Casamento de menores afeta independência de mulheres na América Latina e no Caribe

Em média, 26% das mulheres entre 15 e 49 anos não têm poder de decisão

Um relatório do UNFPA aborda a falta de autonomia de mulheres na América Latina e no Caribe
Um relatório do UNFPA aborda a falta de autonomia de mulheres na América Latina e no Caribe (Pexels)

Uma em cada quatro mulheres carece de autonomia para decidir sobre seu corpo na América Latina e no Caribe, principalmente devido ao alto índice de casamentos de menores de idade, alerta um relatório do Fundo de População das Nações Unidas (UNFPA) apresentado (14) no Panamá.

"Em nossa região, como no mundo, existem mulheres, meninas e jovens que não têm controle sobre seus corpos e suas vidas, apesar desse ser um direito fundamental", disse Harold Robinson, diretor regional do UNFPA para a América Latina e o Caribe, durante a apresentação do documento.

Segundo o estudo, em média, 26% das mulheres latino-americanas e caribenhas entre 15 e 49 anos não têm poder de decisão sobre questões de saúde sexual e reprodutiva, uso de anticoncepcionais ou manutenção de relações sexuais.

O relatório, intitulado "Meu corpo me pertence", afirma que, em nível global, apenas metade das mulheres pode tomar decisões relacionadas a seus cuidados médicos, suas relações sexuais e o uso de métodos contraceptivos.

"Todas essas são realidades que (também) ocorrem em nossas comunidades e países da região e ameaçam a autonomia corporal", afirmou Robinson à AFP.

"Não podemos nos conformar", frisou Neus Bernabeu, assessora de gênero e juventude do escritório regional do UNFPA, com sede no Panamá.

- Futuro "roubado" -

No caso da América Latina e do Caribe, um dos principais obstáculos à autonomia das mulheres é o alto índice de casamentos de menores: uma em cada quatro se casa ou inicia uma união antes dos 18 anos, de acordo com o relatório.

As consequências são "devastadoras" porque o futuro dessas menores é "roubado", lamentou Robinson.

Os especialistas consideram que esses casamentos precoces se devem a vários fatores, como desigualdade de gênero, violência, pobreza, evasão escolar, gravidez na adolescência e marcos legais inadequados.

Alertam, inclusive, que às vezes os casamentos de menores ocorrem como uma estratégia para escapar da pobreza.

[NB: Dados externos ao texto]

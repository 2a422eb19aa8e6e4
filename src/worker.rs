//! The dedicated worker thread and its priority queue.
//!
//! Grounded on `kvstore.rs`'s `lock()`/`lock_exclusive()` pattern upstream (serialize
//! access to a resource, then work without further synchronization), generalized from
//! "flock per key" to "a single worker thread owns all mutable engine state". The pack
//! has no direct `std::thread`-dispatch analog in the teacher itself; `cberner-fuser`'s
//! session loop (`session_mt.rs`) is the closest "one loop processing a stream of
//! incoming work" shape in the wider pack, adapted here to a blocking priority queue
//! instead of a FUSE session's request stream.

use std::collections::VecDeque;
use std::sync::{Arc, Condvar, Mutex};
use std::thread::JoinHandle;

use crate::config::CacheConfig;
use crate::fdpool::FdPool;
use crate::path::CacheTree;
use crate::priority::PriorityClass;
use crate::registry::Registry;

/// Mutable state touched only on the worker thread. Never shared by reference across
/// threads; work items close over a `&mut EngineState` for the duration of a single
/// call.
pub(crate) struct EngineState {
    pub registry: Registry,
    pub fd_pool: FdPool,
    pub tree: CacheTree,
    pub tree_created: bool,
    pub shutting_down: bool,
}

impl EngineState {
    fn new(config: &CacheConfig) -> Self {
        EngineState {
            registry: Registry::with_capacity_hint(config.initial_buckets),
            fd_pool: FdPool::new(config.fd_cap),
            tree: CacheTree::new(config.root.clone()),
            tree_created: false,
            shutting_down: false,
        }
    }

    /// Creates `entries/` and `doomed/` on first use, per SPEC_FULL.md §4.4.
    pub fn ensure_tree(&mut self) -> std::io::Result<()> {
        if !self.tree_created {
            self.tree.ensure_created()?;
            self.tree_created = true;
        }
        Ok(())
    }
}

pub(crate) type Job = Box<dyn FnOnce(&mut EngineState) + Send>;

struct Queues {
    classes: [VecDeque<Job>; 4],
}

impl Queues {
    fn new() -> Self {
        Queues {
            classes: [
                VecDeque::new(),
                VecDeque::new(),
                VecDeque::new(),
                VecDeque::new(),
            ],
        }
    }

    fn is_empty(&self) -> bool {
        self.classes.iter().all(|q| q.is_empty())
    }

    fn pop_highest(&mut self) -> Option<Job> {
        for class in PriorityClass::ALL {
            if let Some(job) = self.classes[class.index()].pop_front() {
                return Some(job);
            }
        }
        None
    }
}

pub(crate) struct WorkQueue {
    queues: Mutex<Queues>,
    not_empty: Condvar,
}

impl WorkQueue {
    fn new() -> Self {
        WorkQueue {
            queues: Mutex::new(Queues::new()),
            not_empty: Condvar::new(),
        }
    }

    pub fn push(&self, priority: PriorityClass, job: Job) {
        let mut queues = self.queues.lock().unwrap();
        queues.classes[priority.index()].push_back(job);
        self.not_empty.notify_one();
    }

    fn pop_blocking(&self) -> Job {
        let mut queues = self.queues.lock().unwrap();
        loop {
            if let Some(job) = queues.pop_highest() {
                return job;
            }
            queues = self.not_empty.wait(queues).unwrap();
        }
    }
}

/// Owns the worker thread's join handle and the queue it drains. Lives inside
/// `dispatcher::Engine`'s shared state.
pub(crate) struct Worker {
    pub queue: Arc<WorkQueue>,
    join_handle: Mutex<Option<JoinHandle<()>>>,
}

impl Worker {
    pub fn spawn(config: CacheConfig) -> Self {
        let queue = Arc::new(WorkQueue::new());
        let worker_queue = Arc::clone(&queue);
        let join_handle = std::thread::Builder::new()
            .name("cachefile-io-worker".into())
            .spawn(move || {
                let mut state = EngineState::new(&config);
                loop {
                    let job = worker_queue.pop_blocking();
                    job(&mut state);
                    if state.shutting_down {
                        log::debug!("cachefile-io worker acknowledging shutdown");
                        break;
                    }
                }
            })
            .expect("failed to spawn cachefile-io worker thread");

        Worker {
            queue,
            join_handle: Mutex::new(Some(join_handle)),
        }
    }

    pub fn join(&self) {
        if let Some(handle) = self.join_handle.lock().unwrap().take() {
            let _ = handle.join();
        }
    }
}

Porém, condicionam a saúde e o futuro da mulher, que tem que abandonar a escola e não pode tomar decisões por pressão social, cultural ou de seu parceiro.

Além disso, o fenômeno pode facilitar a violência de gênero devido à falta de oportunidades e de independência econômica.

"Na América Latina e no Caribe, pelo menos três em cada dez mulheres que se casaram durante a infância foram vítimas de violência por parte de seus parceiros", disse Robinson.

"A autonomia corporal é um conceito fundamental para o desfrute de todos os direitos humanos", no entanto, essa ainda é "apenas uma possibilidade remota para muitas pessoas na América Latina e no Caribe", apontou.